(Stored dataset items)
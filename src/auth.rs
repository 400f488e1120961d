//! Credentials and signed authentication construction.
//!
//! The first frame on every mux connection is a binary auth record signed
//! with HMAC-SHA256 over the ASCII concatenation
//! `"auth" || accessKey || isoDate || base64(nonce)`. The legacy
//! single-envelope path sends the same material as a JSON `auth` request.
//!
//! The access key must encode to exactly 20 UTF-8 bytes: peers read exactly
//! 20 bytes from the fixed-offset field, so shorter keys are rejected rather
//! than NUL-padded. The ISO-8601 date must be the 24-character millisecond
//! form or the 27-character microsecond form.

use crate::envelope::Request;
use crate::error::{MirrorError, Result};
use crate::frame::{AuthFrame, ACCESS_KEY_LEN};
use base64::engine::general_purpose::STANDARD as BASE64;
use base64::Engine as _;
use chrono::Utc;
use hmac::{Hmac, Mac};
use sha2::Sha256;
use std::fmt;
use uuid::Uuid;

type HmacSha256 = Hmac<Sha256>;

/// Connection credentials, immutable for the lifetime of a connection.
#[derive(Clone)]
pub struct Credentials {
    /// Access key; must encode to exactly 20 UTF-8 bytes.
    pub access_key: String,
    /// Opaque HMAC-SHA256 key material.
    pub private_key: Vec<u8>,
    /// Identifies this device to the server.
    pub device_uuid: String,
}

impl Credentials {
    pub fn new(
        access_key: impl Into<String>,
        private_key: Vec<u8>,
        device_uuid: impl Into<String>,
    ) -> Self {
        Self {
            access_key: access_key.into(),
            private_key,
            device_uuid: device_uuid.into(),
        }
    }

    /// Generate a fresh device UUID for first-run provisioning.
    pub fn generate_device_uuid() -> String {
        Uuid::new_v4().to_string()
    }
}

impl fmt::Debug for Credentials {
    // Key material stays out of logs.
    fn fmt(&self, f: &mut fmt::Formatter<'_>) -> fmt::Result {
        f.debug_struct("Credentials")
            .field("access_key", &self.access_key)
            .field("private_key", &"<redacted>")
            .field("device_uuid", &self.device_uuid)
            .finish()
    }
}

/// Build the signed binary auth frame with a fresh nonce and the current time.
pub fn build_auth_frame(creds: &Credentials) -> Result<AuthFrame> {
    let nonce: [u8; 8] = rand::random();
    sign_auth_frame(creds, &iso_now(), nonce)
}

/// Build the legacy JSON auth envelope with a fresh nonce and the current time.
pub fn build_auth_request(creds: &Credentials) -> Result<Request> {
    let nonce: [u8; 8] = rand::random();
    let date = iso_now();
    let (_, signature, b64_nonce) = sign(creds, &date, nonce)?;
    Ok(Request::Auth {
        access_key: creds.access_key.clone(),
        date,
        nonce: b64_nonce,
        signature: BASE64.encode(signature),
        device_uuid: creds.device_uuid.clone(),
    })
}

/// Sign an auth frame with explicit date and nonce.
///
/// The public entry points supply wall-clock time and random bytes; this
/// form exists so tests can pin both.
pub(crate) fn sign_auth_frame(
    creds: &Credentials,
    iso_date: &str,
    nonce: [u8; 8],
) -> Result<AuthFrame> {
    if iso_date.len() != 24 && iso_date.len() != 27 {
        return Err(MirrorError::Auth(format!(
            "ISO date must be 24 or 27 characters, got {}",
            iso_date.len()
        )));
    }
    let (access_key, signature, _) = sign(creds, iso_date, nonce)?;
    Ok(AuthFrame {
        version: 0,
        access_key,
        nonce,
        signature,
        date: iso_date.to_string(),
    })
}

/// Compute the HMAC signature and fixed-width key for the given material.
fn sign(
    creds: &Credentials,
    iso_date: &str,
    nonce: [u8; 8],
) -> Result<([u8; ACCESS_KEY_LEN], [u8; 32], String)> {
    let key_bytes = creds.access_key.as_bytes();
    if key_bytes.len() != ACCESS_KEY_LEN {
        return Err(MirrorError::Auth(format!(
            "access key must encode to exactly {} UTF-8 bytes, got {}",
            ACCESS_KEY_LEN,
            key_bytes.len()
        )));
    }

    let b64_nonce = BASE64.encode(nonce);

    let mut mac = HmacSha256::new_from_slice(&creds.private_key)
        .map_err(|e| MirrorError::Auth(format!("invalid HMAC key: {}", e)))?;
    mac.update(b"auth");
    mac.update(key_bytes);
    mac.update(iso_date.as_bytes());
    mac.update(b64_nonce.as_bytes());
    let signature: [u8; 32] = mac.finalize().into_bytes().into();

    let mut access_key = [0u8; ACCESS_KEY_LEN];
    access_key.copy_from_slice(key_bytes);
    Ok((access_key, signature, b64_nonce))
}

/// Current UTC time in the 24-character millisecond ISO-8601 form.
fn iso_now() -> String {
    Utc::now().format("%Y-%m-%dT%H:%M:%S%.3fZ").to_string()
}
// Copyright (c) 2025-2026 Adrian Robinson. Licensed under the AGPL-3.0.
// See LICENSE file in the project root for full license text.

//! Local-tail task: local → server change forwarding.
//!
//! Watches the engine's change file for a table and forwards each
//! non-empty change text to the server as a `pipe` request on a
//! long-lived mux stream. Replies on the same stream are server
//! checkpoint acks, recorded into the watermark store in arrival order
//! so that resubscription resumes without duplication or gap.

use crate::engine::SqlEngine;
use crate::envelope::Request;
use crate::metrics;
use crate::stream::{Stream, StreamEvent};
use crate::watermark::WatermarkStore;
use std::sync::Arc;
use tokio::sync::{mpsc, watch};
use tracing::{debug, trace, warn};

pub(crate) async fn run<E: SqlEngine>(
    mut stream: Stream,
    watermarks: Arc<WatermarkStore<E>>,
    table: String,
    mut changes: mpsc::UnboundedReceiver<String>,
    mut shutdown: watch::Receiver<bool>,
) {
    debug!(table = %table, stream = stream.id(), "local tail running");
    loop {
        tokio::select! {
            change = changes.recv() => match change {
                Some(text) => {
                    forward_change(&stream, &table, text).await;
                }
                None => {
                    debug!(table = %table, "change watch ended");
                    break;
                }
            },
            event = stream.recv() => match event {
                Some(StreamEvent::Data(payload)) => {
                    record_ack(&watermarks, &table, &payload).await;
                }
                Some(StreamEvent::Closed) => {
                    debug!(table = %table, "local tail closed by peer");
                    break;
                }
                Some(StreamEvent::Error { code, msg }) => {
                    warn!(table = %table, code, msg = %msg, "local tail errored");
                    break;
                }
                None => break,
            },
            changed = shutdown.changed() => {
                if changed.is_err() || *shutdown.borrow() {
                    debug!(table = %table, "local tail stopping");
                    break;
                }
            }
        }
    }
}

/// Forward one buffered change text as a pipe request.
async fn forward_change(stream: &Stream, table: &str, text: String) {
    if text.trim().is_empty() {
        return;
    }
    let bytes = text.len();
    match stream.send_request(&Request::Pipe { data: text }).await {
        Ok(()) => {
            trace!(table, bytes, "forwarded change fragment");
            metrics::record_change_forwarded(table, bytes);
        }
        Err(e) => {
            // The resubscribe path replays the diff, so a lost fragment
            // is recovered after reconnect.
            warn!(table, error = %e, "failed to forward change fragment");
        }
    }
}

/// Record one checkpoint ack from the server.
async fn record_ack<E: SqlEngine>(watermarks: &Arc<WatermarkStore<E>>, table: &str, payload: &[u8]) {
    let ack = match std::str::from_utf8(payload) {
        Ok(ack) => ack,
        Err(e) => {
            warn!(table, error = %e, "non-UTF-8 checkpoint ack, skipping");
            return;
        }
    };
    if let Err(e) = watermarks.record_checkpoint(table, ack).await {
        warn!(table, error = %e, "failed to persist checkpoint ack");
    }
}
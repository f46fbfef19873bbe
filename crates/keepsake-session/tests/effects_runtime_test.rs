//! Integration tests for the ambient effects as wired by the session:
//! the always-on particle field and the choice-triggered bursts.

mod common;

use std::time::Duration;

use keepsake_effects::field::{FIELD_CAP, SPAWN_PERIOD};
use keepsake_narrative::domain::events::ProposalChoice;
use keepsake_narrative::domain::screen::Screen;

#[tokio::test(start_paused = true)]
async fn test_particle_field_runs_from_session_start() {
    let session = common::start_session(10);
    let particles = session.particles();

    assert!(particles.borrow().is_empty());

    tokio::time::sleep(SPAWN_PERIOD + Duration::from_millis(10)).await;
    assert_eq!(particles.borrow().len(), 1);

    tokio::time::sleep(SPAWN_PERIOD * 2).await;
    assert_eq!(particles.borrow().len(), 3);

    session.shutdown();
}

#[tokio::test(start_paused = true)]
async fn test_particle_field_caps_and_evicts_oldest() {
    let session = common::start_session(11);
    let particles = session.particles();

    tokio::time::sleep(SPAWN_PERIOD + Duration::from_millis(10)).await;
    let first_id = particles.borrow()[0].id;

    // Sixteen more spawns push the first particle out.
    tokio::time::sleep(SPAWN_PERIOD * 16).await;

    let live = particles.borrow().clone();
    assert_eq!(live.len(), FIELD_CAP);
    assert!(live.iter().all(|p| p.id != first_id));

    session.shutdown();
}

#[tokio::test(start_paused = true)]
async fn test_shutdown_stops_the_field() {
    let session = common::start_session(12);
    let particles = session.particles();

    tokio::time::sleep(SPAWN_PERIOD * 2 + Duration::from_millis(10)).await;
    let before = particles.borrow().len();

    session.shutdown();
    tokio::time::sleep(SPAWN_PERIOD * 10).await;

    assert_eq!(particles.borrow().len(), before);
}

#[tokio::test(start_paused = true)]
async fn test_choice_triggers_a_self_terminating_burst() {
    let session = common::start_session(13);
    let mut frames = session.take_burst_frames().unwrap();
    common::walk_to(&session, Screen::Proposal).await;

    session.choose(ProposalChoice::Yes).unwrap();
    tokio::time::sleep(Duration::from_secs(3)).await;

    let mut yes_frames = 0_u32;
    while frames.try_recv().is_ok() {
        yes_frames += 1;
    }
    assert!(yes_frames > 0);

    // The burst expired on its own: no more frames arrive.
    tokio::time::sleep(Duration::from_secs(5)).await;
    assert!(frames.try_recv().is_err());

    session.shutdown();
}

#[tokio::test(start_paused = true)]
async fn test_always_bursts_longer_than_yes() {
    let frames_for = |seed: u64, choice: ProposalChoice| async move {
        let session = common::start_session(seed);
        let mut frames = session.take_burst_frames().unwrap();
        common::walk_to(&session, Screen::Proposal).await;

        session.choose(choice).unwrap();
        tokio::time::sleep(Duration::from_secs(6)).await;
        session.shutdown();

        let mut count = 0_u32;
        while frames.try_recv().is_ok() {
            count += 1;
        }
        count
    };

    let yes = frames_for(14, ProposalChoice::Yes).await;
    let always = frames_for(15, ProposalChoice::Always).await;

    assert!(always > yes, "always {always} <= yes {yes}");
}

#[tokio::test(start_paused = true)]
async fn test_burst_frames_receiver_is_taken_once() {
    let session = common::start_session(16);

    assert!(session.take_burst_frames().is_some());
    assert!(session.take_burst_frames().is_none());

    session.shutdown();
}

■ ASSIGNMENT
Only the number is wanted: how many lines in the data include the string "fixed"?

■ WRITTEN ANSWER
2